The Tennessee Department of Safety, through law enforcement officers, may seize the vehicle of anyone suspected of multiple DUIs.  A vehicle may also be seized from anyone found to be driving on a revoked, cancelled, or suspended license if the reason for the revoked, cancelled, or suspended license was a DUI conviction.  In other words, a person convicted of a DUI risks vehicle seizure if he or she is found to be driving without a valid license or is suspected of DUI, regardless of whether there is a conviction.
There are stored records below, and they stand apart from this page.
impl CreateServerBuilder {
    pub fn new(
        name: impl Into<String>,
        server_type: impl Into<String>,
        image: impl Into<String>,
    ) -> Self {
        Self {
            name: name.into(),
            server_type: server_type.into(),
            image: image.into(),
            automount: false,
            position: None,
            firewalls: Vec::new(),
            labels: None,
            networks: Vec::new(),
            placement_group: None,
            public_net: PublicNetConfig::default(),
            ssh_keys: Vec::new(),
            start_after_create: true,
            user_data: String::new(),
            volumes: Vec::new(),
        }
    }

    /// Chooses where the server is placed. At most one of the two wire
    /// fields is ever populated, depending on the variant.
    pub fn position(mut self, position: ServerPosition) -> Self {
        self.position = Some(position);
        self
    }

    pub fn automount(mut self, automount: bool) -> Self {
        self.automount = automount;
        self
    }

    pub fn firewalls(mut self, firewalls: Vec<FirewallSelector>) -> Self {
        self.firewalls = firewalls;
        self
    }

    pub fn labels(mut self, labels: Labels) -> Self {
        self.labels = Some(labels);
        self
    }

    pub fn networks(mut self, networks: Vec<NetworkId>) -> Self {
        self.networks = networks;
        self
    }

    pub fn placement_group(mut self, placement_group: PlacementGroupId) -> Self {
        self.placement_group = Some(placement_group);
        self
    }

    pub fn public_net(mut self, public_net: PublicNetConfig) -> Self {
        self.public_net = public_net;
        self
    }

    pub fn ssh_keys(mut self, ssh_keys: Vec<String>) -> Self {
        self.ssh_keys = ssh_keys;
        self
    }

    pub fn start_after_create(mut self, start_after_create: bool) -> Self {
        self.start_after_create = start_after_create;
        self
    }

    pub fn user_data(mut self, user_data: impl Into<String>) -> Self {
        self.user_data = user_data.into();
        self
    }

    pub fn volumes(mut self, volumes: Vec<VolumeId>) -> Self {
        self.volumes = volumes;
        self
    }

    /// Validates the payload and produces the wire-ready request.
    pub fn build(self) -> Result<CreateServerRequest, ValidationError> {
        if self.name.trim().is_empty() {
            return Err(ValidationError::MissingRequiredField { field_name: "name" });
        }
        if self.server_type.trim().is_empty() {
            return Err(ValidationError::MissingRequiredField {
                field_name: "server_type",
            });
        }
        if self.image.trim().is_empty() {
            return Err(ValidationError::MissingRequiredField {
                field_name: "image",
            });
        }
        if let Some(position) = &self.position {
            if position.value().trim().is_empty() {
                return Err(ValidationError::InvalidValue {
                    message: "server position must name a location or datacenter".to_string(),
                });
            }
        }

        let (datacenter, location) = match self.position {
            Some(ServerPosition::Datacenter(value)) => (Some(value), None),
            Some(ServerPosition::Location(value)) => (None, Some(value)),
            None => (None, None),
        };

        Ok(CreateServerRequest {
            name: self.name,
            server_type: self.server_type,
            image: self.image,
            automount: self.automount,
            datacenter,
            location,
            firewalls: self.firewalls,
            labels: self.labels,
            networks: self.networks,
            placement_group: self.placement_group,
            public_net: self.public_net,
            ssh_keys: self.ssh_keys,
            start_after_create: self.start_after_create,
            user_data: self.user_data,
            volumes: self.volumes,
        })
    }
}

/// ISO reference: either the ISO name or its numeric identifier.
#[derive(Clone, Debug, Deserialize, Serialize, PartialEq, Eq)]
#[serde(untagged)]
pub enum IsoSelector {
    Id(IsoId),
    Name(String),
}

/// Payload of the attach-ISO operation.
#[derive(Clone, Debug, Deserialize, Serialize, PartialEq, Eq)]
pub struct AttachIsoRequest {
    pub iso: IsoSelector,
}

/// Image reference: either the image name or its numeric identifier.
#[derive(Clone, Debug, Deserialize, Serialize, PartialEq, Eq)]
#[serde(untagged)]
pub enum ImageSelector {
    Id(ImageId),
    Name(String),
}

/// Payload of the rebuild-from-image operation.
#[derive(Clone, Debug, Deserialize, Serialize, PartialEq, Eq)]
pub struct RebuildFromImageRequest {
    pub image: ImageSelector,
}

/// Payload of the enable-rescue-mode operation.
#[derive(Clone, Debug, Deserialize, Serialize, PartialEq, Eq)]
pub struct EnableRescueModeRequest {
    pub ssh_keys: Vec<SshKeyId>,
    #[serde(rename = "type")]
    pub rescue_type: RescueType,
}

impl EnableRescueModeRequest {
    pub fn new(ssh_keys: Vec<SshKeyId>) -> Self {
        Self {
            ssh_keys,
            rescue_type: RescueType::default(),
        }
    }
}

/// Payload of the create-image-from-server operation.
#[derive(Clone, Debug, Deserialize, Serialize, PartialEq, Eq)]
pub struct CreateImageFromServerRequest {
    pub description: String,
    #[serde(skip_serializing_if = "Option::is_none")]
    pub labels: Option<Labels>,
    #[serde(rename = "type")]
    pub snapshot_type: SnapshotType,
}

/// Payload of the change-server-type operation.
#[derive(Clone, Debug, Deserialize, Serialize, PartialEq, Eq)]
pub struct ChangeServerTypeRequest {
    pub server_type: String,
    pub upgrade_disk: bool,
}

/// Payload of the change-protection operation.
#[derive(Clone, Copy, Debug, Deserialize, Serialize, PartialEq, Eq)]
pub struct ChangeProtectionRequest {
    pub delete: bool,
    pub rebuild: bool,
}

/// Payload of the add-to-placement-group operation.
#[derive(Clone, Copy, Debug, Deserialize, Serialize, PartialEq, Eq)]
pub struct AddToPlacementGroupRequest {
    pub placement_group: PlacementGroupId,
}

/// Payload of the change-alias-IPs server action.
#[derive(Clone, Debug, Deserialize, Serialize, PartialEq, Eq)]
pub struct ChangeAliasIpsRequest {
    pub alias_ips: Vec<String>,
    pub network: NetworkId,
}

/// Envelope of the server list endpoint.
#[derive(Clone, Debug, Deserialize, Serialize, PartialEq)]
pub struct ServerListResponse {
    pub meta: Meta,
    pub servers: Vec<Server>,
}

/// Envelope wrapping a single server.
#[derive(Clone, Debug, Deserialize, Serialize, PartialEq)]
pub struct ServerResponse {
    pub server: Server,
}

/// Envelope of the server creation endpoint.
#[derive(Clone, Debug, Deserialize, Serialize, PartialEq)]
pub struct CreateServerResponse {
    pub server: Server,
    pub action: Action,
    #[serde(default)]
    pub next_actions: Vec<Action>,
    #[serde(default)]
    pub root_password: Option<String>,
}

/// Envelope of the enable-rescue-mode endpoint.
#[derive(Clone, Debug, Deserialize, Serialize, PartialEq, Eq)]
pub struct EnableRescueResponse {
    pub action: Action,
    pub root_password: String,
}

/// Envelope of the rebuild endpoint.
#[derive(Clone, Debug, Deserialize, Serialize, PartialEq, Eq)]
pub struct RebuildServerResponse {
    pub action: Action,
    #[serde(default)]
    pub root_password: Option<String>,
}

/// Envelope of the create-image endpoint.
#[derive(Clone, Debug, Deserialize, Serialize, PartialEq)]
pub struct CreateImageResponse {
    pub action: Action,
    pub image: Image,
}

#[cfg(test)]
#[allow(clippy::unwrap_used)]
mod tests {
    use super::*;

    fn base_builder() -> CreateServerBuilder {
        CreateServerRequest::builder("worker-1", "cx22", "debian-12")
    }

    #[test]
    fn datacenter_position_populates_only_the_datacenter_field() {
        let request = base_builder()
            .position(ServerPosition::Datacenter("fsn1-dc14".to_string()))
            .build()
            .unwrap();

        assert_eq!(request.datacenter(), Some("fsn1-dc14"));
        assert_eq!(request.location(), None);

        let wire = serde_json::to_value(&request).unwrap();
        assert_eq!(wire["datacenter"], "fsn1-dc14");
        assert!(wire.get("location").is_none());
    }

    #[test]
    fn location_position_populates_only_the_location_field() {
        let request = base_builder()
            .position(ServerPosition::Location("nbg1".to_string()))
            .build()
            .unwrap();

        assert_eq!(request.location(), Some("nbg1"));
        assert_eq!(request.datacenter(), None);

        let wire = serde_json::to_value(&request).unwrap();
        assert_eq!(wire["location"], "nbg1");
        assert!(wire.get("datacenter").is_none());
    }

    #[test]
    fn omitted_position_leaves_both_wire_fields_absent() {
        let wire = serde_json::to_value(base_builder().build().unwrap()).unwrap();
        assert!(wire.get("location").is_none());
        assert!(wire.get("datacenter").is_none());
    }

    #[test]
    fn empty_required_field_fails_at_construction() {
        let error = CreateServerRequest::builder("", "cx22", "debian-12")
            .build()
            .unwrap_err();
        assert_eq!(
            error,
            ValidationError::MissingRequiredField { field_name: "name" }
        );
    }

    #[test]
    fn blank_position_value_is_rejected() {
        let error = base_builder()
            .position(ServerPosition::Location("  ".to_string()))
            .build()
            .unwrap_err();
        assert!(matches!(error, ValidationError::InvalidValue { .. }));
    }

    #[test]
    fn creation_payload_serializes_with_documented_wire_names() {
        let request = base_builder()
            .ssh_keys(vec!["ops".to_string()])
            .user_data("#cloud-config")
            .placement_group(PlacementGroupId::new(11))
            .start_after_create(false)
            .build()
            .unwrap();

        let wire = serde_json::to_value(&request).unwrap();
        assert_eq!(wire["server_type"], "cx22");
        assert_eq!(wire["ssh_keys"], serde_json::json!(["ops"]));
        assert_eq!(wire["start_after_create"], false);
        assert_eq!(wire["user_data"], "#cloud-config");
        assert_eq!(wire["placement_group"], 11);
        assert_eq!(wire["public_net"]["enable_ipv4"], true);
    }

    #[test]
    fn iso_selector_collapses_into_the_single_iso_field() {
        let by_name = AttachIsoRequest {
            iso: IsoSelector::Name("netboot".to_string()),
        };
        let by_id = AttachIsoRequest {
            iso: IsoSelector::Id(IsoId::new(7)),
        };

        assert_eq!(
            serde_json::to_value(&by_name).unwrap(),
            serde_json::json!({"iso": "netboot"})
        );
        assert_eq!(
            serde_json::to_value(&by_id).unwrap(),
            serde_json::json!({"iso": 7})
        );
    }

    #[test]
    fn rescue_mode_payload_defaults_to_linux64() {
        let request = EnableRescueModeRequest::new(vec![SshKeyId::new(3)]);
        assert_eq!(
            serde_json::to_value(&request).unwrap(),
            serde_json::json!({"ssh_keys": [3], "type": "linux64"})
        );
    }

    #[test]
    fn change_server_type_uses_upgrade_disk_wire_name() {
        let request = ChangeServerTypeRequest {
            server_type: "cx32".to_string(),
            upgrade_disk: true,
        };
        assert_eq!(
            serde_json::to_value(&request).unwrap(),
            serde_json::json!({"server_type": "cx32", "upgrade_disk": true})
        );
    }

    #[test]
    fn alias_ip_payload_uses_alias_ips_wire_name() {
        let request = ChangeAliasIpsRequest {
            alias_ips: vec!["10.0.1.5".to_string()],
            network: NetworkId::new(4711),
        };
        assert_eq!(
            serde_json::to_value(&request).unwrap(),
            serde_json::json!({"alias_ips": ["10.0.1.5"], "network": 4711})
        );
    }
}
When a citizen’s property is seized, the government, which is typically be represented by the Tennessee Department of Safety in cases involving vehicle and asset forfeiture, must follow the rules.  Multiple state laws, court cases, and administrative rules govern the forfeiture process.  Furthermore,  constitutional protections against unreasonable searches and seizures and against excessive fines may apply to forfeiture proceedings just as they do criminal proceedings.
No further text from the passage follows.